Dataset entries
Segment Open

//! Deferred results returned by `enqueue` and the dialog helpers.

use crate::error::NoticeError;
use crate::registry::Settlement;
use crate::types::{NotificationId, Resolution};
use futures::ready;
use std::future::Future;
use std::pin::Pin;
use std::task::{Context, Poll};
use tokio::sync::oneshot;
use tokio::sync::oneshot::error::TryRecvError;

type SettlementMap<T> = fn(Settlement) -> Result<T, NoticeError>;

/// Pending outcome of one notification.
///
/// Resolves once the record has been removed from the registry. Dropping it is fine:
/// the record still settles, the value is simply discarded.
#[must_use = "a deferred result does nothing unless awaited or checked"]
pub struct Deferred<T = Resolution> {
    id: NotificationId,
    receiver: oneshot::Receiver<Settlement>,
    map: SettlementMap<T>,
    taken: bool,
}

fn identity(settlement: Settlement) -> Settlement {
    settlement
}

impl Deferred<Resolution> {
    pub(crate) fn new(id: NotificationId, receiver: oneshot::Receiver<Settlement>) -> Self {
        Self {
            id,
            receiver,
            map: identity,
            taken: false,
        }
    }

    /// Reinterpret the raw settlement, e.g. as a boolean for confirm dialogs
    pub(crate) fn map_settlement<U>(self, map: SettlementMap<U>) -> Deferred<U> {
        Deferred {
            id: self.id,
            receiver: self.receiver,
            map,
            taken: self.taken,
        }
    }
}

impl<T> Deferred<T> {
    pub fn id(&self) -> NotificationId {
        self.id
    }

    fn finish(&self, received: Result<Settlement, ()>) -> Result<T, NoticeError> {
        let settlement = received.unwrap_or(Err(NoticeError::Abandoned { id: self.id }));
        (self.map)(settlement)
    }

    /// Non-blocking check. Returns `None` while the record is still pending.
    ///
    /// Once this has returned `Some`, the value has been consumed and later calls
    /// return `None`.
    pub fn try_take(&mut self) -> Option<Result<T, NoticeError>> {
        if self.taken {
            return None;
        }
        let received = match self.receiver.try_recv() {
            Ok(settlement) => Ok(settlement),
            Err(TryRecvError::Empty) => return None,
            Err(TryRecvError::Closed) => Err(()),
        };
        self.taken = true;
        Some(self.finish(received))
    }

    /// True once the settlement has been handed out by [`Deferred::try_take`] or `.await`
    pub fn is_taken(&self) -> bool {
        self.taken
    }
}

impl<T> Future for Deferred<T> {
    type Output = Result<T, NoticeError>;

    fn poll(self: Pin<&mut Self>, cx: &mut Context<'_>) -> Poll<Self::Output> {
        let this = self.get_mut();
        let received = ready!(Pin::new(&mut this.receiver).poll(cx));
        this.taken = true;
        Poll::Ready(this.finish(received.map_err(|_| ())))
    }
}

impl<T> std::fmt::Debug for Deferred<T> {
    fn fmt(&self, f: &mut std::fmt::Formatter<'_>) -> std::fmt::Result {
        f.debug_struct("Deferred").field("id", &self.id).finish()
    }
}
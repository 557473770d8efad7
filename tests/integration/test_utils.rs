//! Shared test utilities for integration tests
//!
//! Builds centers on a manual clock and isolates environment-dependent configuration
//! tests from each other and from the developer's real config.

use noticeboard::scheduler::TimerTask;
use noticeboard::{ManualScheduler, NotificationCenter, Scheduler, TimerHandle};
use std::sync::atomic::{AtomicBool, Ordering};
use std::sync::{Arc, Mutex};
use std::time::Duration;
use tempfile::TempDir;

/// Global mutex to serialize environment variable access across all tests
static ENV_MUTEX: Mutex<()> = Mutex::new(());

const ISOLATED_VARS: [&str; 3] = ["HOME", "XDG_CONFIG_HOME", "NOTICEBOARD_QUEUE__LINGER_MS"];

/// Environment variable state to restore after test
struct EnvState {
    saved: Vec<(&'static str, Option<String>)>,
}

impl EnvState {
    fn capture() -> Self {
        Self {
            saved: ISOLATED_VARS
                .iter()
                .map(|name| (*name, std::env::var(name).ok()))
                .collect(),
        }
    }

    fn restore(self) {
        for (name, value) in self.saved {
            match value {
                Some(orig) => std::env::set_var(name, orig),
                None => std::env::remove_var(name),
            }
        }
    }
}

/// Run `f` with HOME and XDG_CONFIG_HOME pointing into `test_dir`, plus extra variables.
///
/// `f` receives the directory the user config file is read from.
pub fn with_isolated_env<F, R>(test_dir: &TempDir, vars: &[(&str, &str)], f: F) -> R
where
    F: FnOnce(&std::path::Path) -> R,
{
    let _guard = ENV_MUTEX.lock().unwrap_or_else(|e| e.into_inner());
    let env_state = EnvState::capture();

    let config_home = test_dir.path().join("config");
    let home = test_dir.path().join("home");
    std::fs::create_dir_all(&config_home).unwrap();
    std::fs::create_dir_all(&home).unwrap();

    std::env::set_var("HOME", home.to_str().unwrap());
    std::env::set_var("XDG_CONFIG_HOME", config_home.to_str().unwrap());
    std::env::remove_var("NOTICEBOARD_QUEUE__LINGER_MS");
    for (name, value) in vars {
        std::env::set_var(name, value);
    }

    let app_config_dir = config_home.join("noticeboard");
    let result = f(&app_config_dir);

    env_state.restore();
    result
}

pub fn manual_center() -> (NotificationCenter, ManualScheduler) {
    let scheduler = ManualScheduler::new();
    let center = NotificationCenter::new(Arc::new(scheduler.clone()));
    (center, scheduler)
}

pub fn ms(v: u64) -> Duration {
    Duration::from_millis(v)
}

/// Fires every task on its own OS thread, racing whatever scheduled it
pub struct ThreadScheduler;

impl Scheduler for ThreadScheduler {
    fn schedule(&self, delay: Duration, task: TimerTask) -> TimerHandle {
        let cancelled = Arc::new(AtomicBool::new(false));
        let flag = cancelled.clone();
        std::thread::spawn(move || {
            if !delay.is_zero() {
                std::thread::sleep(delay);
            }
            if !flag.load(Ordering::SeqCst) {
                task();
            }
        });
        TimerHandle::new(cancelled)
    }
}

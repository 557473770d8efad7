//! Integration tests for the convenience API
//!
//! Tests cover:
//! - confirm / prompt / alert settlement per answer
//! - Toast default durations by kind
//! - Dialog titles and labels from configuration

use super::test_utils::{manual_center, ms};
use noticeboard::config::ConfigLoader;
use noticeboard::{
    ActionKind, ManualScheduler, NoticeError, NotificationCenter, NotificationKind,
};
use std::sync::Arc;

#[test]
fn test_confirm_resolves_true_on_confirm() {
    let (center, scheduler) = manual_center();
    let mut answer = center.notifier().confirm("x", None);
    center.confirm(answer.id());
    scheduler.run_until_idle();
    assert_eq!(answer.try_take(), Some(Ok(true)));
}

#[test]
fn test_confirm_resolves_false_on_cancel() {
    let (center, scheduler) = manual_center();
    let mut answer = center.notifier().confirm("x", None);
    center.cancel(answer.id());
    scheduler.run_until_idle();
    assert_eq!(answer.try_take(), Some(Ok(false)));
}

#[test]
fn test_confirm_selected_by_action_index() {
    let (center, scheduler) = manual_center();
    let mut cancelled = center.notifier().confirm("x", None);
    let mut confirmed = center.notifier().confirm("y", None);
    center.select_action(cancelled.id(), 0);
    center.select_action(confirmed.id(), 1);
    scheduler.run_until_idle();
    assert_eq!(cancelled.try_take(), Some(Ok(false)));
    assert_eq!(confirmed.try_take(), Some(Ok(true)));
}

#[test]
fn test_confirm_rejects_on_generic_close() {
    let (center, scheduler) = manual_center();
    let mut answer = center.notifier().confirm("x", None);
    let id = answer.id();
    center.close(id);
    scheduler.run_until_idle();
    let err = answer.try_take().unwrap().unwrap_err();
    assert_eq!(err, NoticeError::DismissedWithoutChoice { id });
    assert!(err.is_dismissal());
}

#[test]
fn test_prompt_answers() {
    let (center, scheduler) = manual_center();
    let notify = center.notifier();
    let mut confirmed = notify.prompt("x", "d", None);
    let mut cancelled = notify.prompt("x", "d", None);
    let mut closed = notify.prompt("x", "d", None);

    center.confirm(confirmed.id());
    center.cancel(cancelled.id());
    center.close(closed.id());
    scheduler.run_until_idle();

    assert_eq!(confirmed.try_take(), Some(Ok(Some("d".to_string()))));
    assert_eq!(cancelled.try_take(), Some(Ok(None)));
    assert_eq!(closed.try_take(), Some(Ok(None)));
}

#[test]
fn test_alert_rejects_on_generic_close() {
    let (center, scheduler) = manual_center();
    let mut ack = center.notifier().alert("Read me", None);
    let view = center.get(ack.id()).unwrap();
    assert_eq!(view.kind, NotificationKind::Info);
    assert_eq!(view.actions.len(), 1);
    assert_eq!(view.actions[0].kind, ActionKind::Confirm);

    center.close(ack.id());
    scheduler.run_until_idle();
    assert!(matches!(
        ack.try_take(),
        Some(Err(NoticeError::DismissedWithoutChoice { .. }))
    ));
}

#[test]
fn test_dialogs_wait_for_user() {
    let (center, scheduler) = manual_center();
    let notify = center.notifier();
    let mut a = notify.alert("a", None);
    let mut b = notify.confirm("b", None);
    let mut c = notify.prompt("c", "v", None);
    scheduler.advance(ms(600_000));
    assert!(a.try_take().is_none());
    assert!(b.try_take().is_none());
    assert!(c.try_take().is_none());
    assert_eq!(center.len(), 3);
}

#[test]
fn test_toast_default_durations() {
    // A fresh center per kind keeps the queue depth at zero
    let cases = [
        (NotificationKind::Success, 3000),
        (NotificationKind::Error, 5000),
        (NotificationKind::Warning, 4000),
        (NotificationKind::Info, 3000),
    ];
    for (kind, expected) in cases {
        let (center, _scheduler) = manual_center();
        let notify = center.notifier();
        let deferred = match kind {
            NotificationKind::Success => notify.success("t", None, None),
            NotificationKind::Error => notify.error("t", None, None),
            NotificationKind::Warning => notify.warning("t", None, None),
            NotificationKind::Info => notify.info("t", None, None),
        };
        let view = center.get(deferred.id()).unwrap();
        assert_eq!(view.kind, kind);
        assert_eq!(view.effective_duration_ms, expected);
        assert!(view.auto_close);
        assert!(!view.persistent);
    }
}

#[test]
fn test_toasts_always_resolve() {
    let (center, scheduler) = manual_center();
    let notify = center.notifier();
    let mut timed_out = notify.success("saved", None, None);
    let mut closed = notify.error("failed", Some("network down"), None);
    center.close(closed.id());
    scheduler.run_until_idle();

    assert!(timed_out.try_take().unwrap().is_ok());
    assert!(closed.try_take().unwrap().is_ok());
}

#[test]
fn test_toast_burst_shrinks_durations() {
    let (center, _scheduler) = manual_center();
    let notify = center.notifier();
    let durations: Vec<u64> = (0..7)
        .map(|i| {
            let deferred = notify.error(&format!("e{}", i), None, None);
            center.get(deferred.id()).unwrap().effective_duration_ms
        })
        .collect();
    assert_eq!(durations, vec![5000, 5000, 3500, 3500, 2500, 2500, 1500]);
}

#[test]
fn test_dialog_text_from_config() {
    let config = ConfigLoader::load_from_str(
        r#"
[dialogs]
confirm_title = "Please confirm"
ok_label = "Yes"
cancel_label = "No"
"#,
    )
    .unwrap();
    let scheduler = ManualScheduler::new();
    let center = NotificationCenter::from_config(Arc::new(scheduler.clone()), &config);

    let answer = center.notifier().confirm("Continue?", None);
    let view = center.get(answer.id()).unwrap();
    assert_eq!(view.title, "Please confirm");
    assert_eq!(view.message.as_deref(), Some("Continue?"));
    let labels: Vec<&str> = view.actions.iter().map(|a| a.label.as_str()).collect();
    assert_eq!(labels, vec!["No", "Yes"]);
}
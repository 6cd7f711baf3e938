use std::fmt;

use serde::{Deserialize, Serialize};

macro_rules! id_newtype {
    ($name:ident) => {
        #[derive(Debug, Clone, PartialEq, Eq, PartialOrd, Ord, Hash, Serialize, Deserialize)]
        #[serde(transparent)]
        pub struct $name(pub String);

        impl $name {
            pub fn new(value: impl Into<String>) -> Self {
                Self(value.into())
            }

            pub fn as_str(&self) -> &str {
                &self.0
            }
        }

        impl fmt::Display for $name {
            fn fmt(&self, f: &mut fmt::Formatter<'_>) -> fmt::Result {
                f.pad(&self.0)
            }
        }

        impl From<&str> for $name {
            fn from(value: &str) -> Self {
                Self(value.to_string())
            }
        }
    };
}

id_newtype!(ReagentId);
id_newtype!(ActionId);
id_newtype!(ExperimentId);
id_newtype!(ContentTag);

#[derive(Debug, Clone, PartialEq, Eq, Serialize, Deserialize)]
pub struct Reagent {
    pub id: ReagentId,
    pub name: String,
    pub color: String,
}

#[derive(Debug, Clone, Copy, PartialEq, Eq, Hash, Serialize, Deserialize)]
#[serde(rename_all = "snake_case")]
pub enum Animation {
    Fizz,
    Curdle,
    Swirl,
    Foam,
    Glow,
}

#[derive(Debug, Clone, Copy, PartialEq, Eq, Serialize, Deserialize)]
#[serde(rename_all = "snake_case")]
pub enum QuizVerdict {
    Correct,
    Incorrect { correct_option: usize },
    InvalidChoice,
}

#[derive(Debug, Clone, PartialEq, Eq, Serialize, Deserialize)]
pub struct Quiz {
    pub question: String,
    pub options: Vec<String>,
    pub correct_option: usize,
}

impl Quiz {
    /// Grades a zero-based option index.
    pub fn grade(&self, choice: usize) -> QuizVerdict {
        if choice >= self.options.len() {
            QuizVerdict::InvalidChoice
        } else if choice == self.correct_option {
            QuizVerdict::Correct
        } else {
            QuizVerdict::Incorrect {
                correct_option: self.correct_option,
            }
        }
    }

    pub fn correct_answer(&self) -> Option<&str> {
        self.options.get(self.correct_option).map(String::as_str)
    }
}
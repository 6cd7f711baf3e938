use std::{collections::HashMap, fmt};

use serde::Serialize;
use shared::domain::{Animation, Quiz, ReagentId};

use crate::error::CatalogError;

/// Most reagents a beaker (and therefore a rule) may hold.
pub const MAX_REAGENTS: usize = 3;

/// Order-independent lookup key: sorted, deduplicated reagent ids.
#[derive(Debug, Clone, PartialEq, Eq, PartialOrd, Ord, Hash, Serialize)]
#[serde(transparent)]
pub struct ReactionKey(Vec<ReagentId>);

impl ReactionKey {
    pub fn from_ids<'a>(ids: impl IntoIterator<Item = &'a ReagentId>) -> Self {
        ids.into_iter().cloned().collect()
    }

    pub fn reagents(&self) -> &[ReagentId] {
        &self.0
    }

    pub fn len(&self) -> usize {
        self.0.len()
    }

    pub fn is_empty(&self) -> bool {
        self.0.is_empty()
    }
}

impl FromIterator<ReagentId> for ReactionKey {
    fn from_iter<I: IntoIterator<Item = ReagentId>>(iter: I) -> Self {
        let mut ids: Vec<ReagentId> = iter.into_iter().collect();
        ids.sort();
        ids.dedup();
        Self(ids)
    }
}

impl fmt::Display for ReactionKey {
    fn fmt(&self, f: &mut fmt::Formatter<'_>) -> fmt::Result {
        for (idx, id) in self.0.iter().enumerate() {
            if idx > 0 {
                f.write_str(" + ")?;
            }
            f.write_str(id.as_str())?;
        }
        Ok(())
    }
}

#[derive(Debug, Clone, PartialEq, Serialize)]
pub struct ReactionRule {
    pub key: ReactionKey,
    pub color: String,
    pub animation: Option<Animation>,
    pub bubbles: bool,
    pub result_text: String,
    pub quiz: Option<Quiz>,
}

/// Static rule table. Keeps declaration order for hints and listings.
#[derive(Debug, Clone, Default)]
pub struct ReactionTable {
    rules: Vec<ReactionRule>,
    index: HashMap<ReactionKey, usize>,
}

impl ReactionTable {
    pub fn new(rules: Vec<ReactionRule>) -> Result<Self, CatalogError> {
        let mut index = HashMap::with_capacity(rules.len());
        for (position, rule) in rules.iter().enumerate() {
            if index.insert(rule.key.clone(), position).is_some() {
                return Err(CatalogError::DuplicateRule {
                    key: rule.key.to_string(),
                });
            }
        }
        Ok(Self { rules, index })
    }

    /// Exact-match lookup; no partial or subset matching.
    pub fn lookup(&self, key: &ReactionKey) -> Option<&ReactionRule> {
        self.index.get(key).map(|&position| &self.rules[position])
    }

    /// First declared rule whose reagents all pass `available`.
    pub fn suggestion(&self, available: impl Fn(&ReagentId) -> bool) -> Option<&ReactionRule> {
        self.rules
            .iter()
            .find(|rule| rule.key.len() > 1 && rule.key.reagents().iter().all(&available))
    }

    pub fn iter(&self) -> impl Iterator<Item = &ReactionRule> {
        self.rules.iter()
    }

    pub fn len(&self) -> usize {
        self.rules.len()
    }

    pub fn is_empty(&self) -> bool {
        self.rules.is_empty()
    }
}

#[cfg(test)]
mod tests {
    use super::*;

    fn rule(ids: &[&str]) -> ReactionRule {
        ReactionRule {
            key: ids.iter().map(|id| ReagentId::new(*id)).collect(),
            color: "pink-ish".into(),
            animation: Some(Animation::Fizz),
            bubbles: true,
            result_text: "CO2".into(),
            quiz: None,
        }
    }

    #[test]
    fn key_ignores_insertion_order_and_repeats() {
        let a: ReactionKey = ["vinegar", "baking-soda"]
            .into_iter()
            .map(ReagentId::new)
            .collect();
        let b: ReactionKey = ["baking-soda", "vinegar", "vinegar"]
            .into_iter()
            .map(ReagentId::new)
            .collect();
        assert_eq!(a, b);
        assert_eq!(a.to_string(), "baking-soda + vinegar");
    }

    #[test]
    fn table_rejects_duplicate_combinations() {
        let err = ReactionTable::new(vec![
            rule(&["vinegar", "baking-soda"]),
            rule(&["baking-soda", "vinegar"]),
        ])
        .expect_err("duplicate key");
        assert!(matches!(err, CatalogError::DuplicateRule { .. }));
    }

    #[test]
    fn lookup_is_exact_match_only() {
        let table = ReactionTable::new(vec![rule(&["baking-soda", "vinegar"])]).expect("table");
        let subset: ReactionKey = [ReagentId::new("vinegar")].into_iter().collect();
        let superset: ReactionKey = ["baking-soda", "vinegar", "milk"]
            .into_iter()
            .map(ReagentId::new)
            .collect();
        assert!(table.lookup(&subset).is_none());
        assert!(table.lookup(&superset).is_none());
    }

    #[test]
    fn suggestion_respects_availability() {
        let table = ReactionTable::new(vec![
            rule(&["baking-soda", "vinegar"]),
            rule(&["milk", "vinegar"]),
        ])
        .expect("table");
        let hint = table
            .suggestion(|id| id.as_str() != "baking-soda")
            .expect("hint");
        assert_eq!(hint.key.to_string(), "milk + vinegar");
    }
}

Segment Closed

Could you restate, word for word, the lines above from the one with "let view = center.get(ack.id()).unwrap();" to the one with "assert!(b.try_take().is_none());", both included?

    let view = center.get(ack.id()).unwrap();
    assert_eq!(view.kind, NotificationKind::Info);
    assert_eq!(view.actions.len(), 1);
    assert_eq!(view.actions[0].kind, ActionKind::Confirm);

    center.close(ack.id());
    scheduler.run_until_idle();
    assert!(matches!(
        ack.try_take(),
        Some(Err(NoticeError::DismissedWithoutChoice { .. }))
    ));
}

#[test]
fn test_dialogs_wait_for_user() {
    let (center, scheduler) = manual_center();
    let notify = center.notifier();
    let mut a = notify.alert("a", None);
    let mut b = notify.confirm("b", None);
    let mut c = notify.prompt("c", "v", None);
    scheduler.advance(ms(600_000));
    assert!(a.try_take().is_none());
    assert!(b.try_take().is_none());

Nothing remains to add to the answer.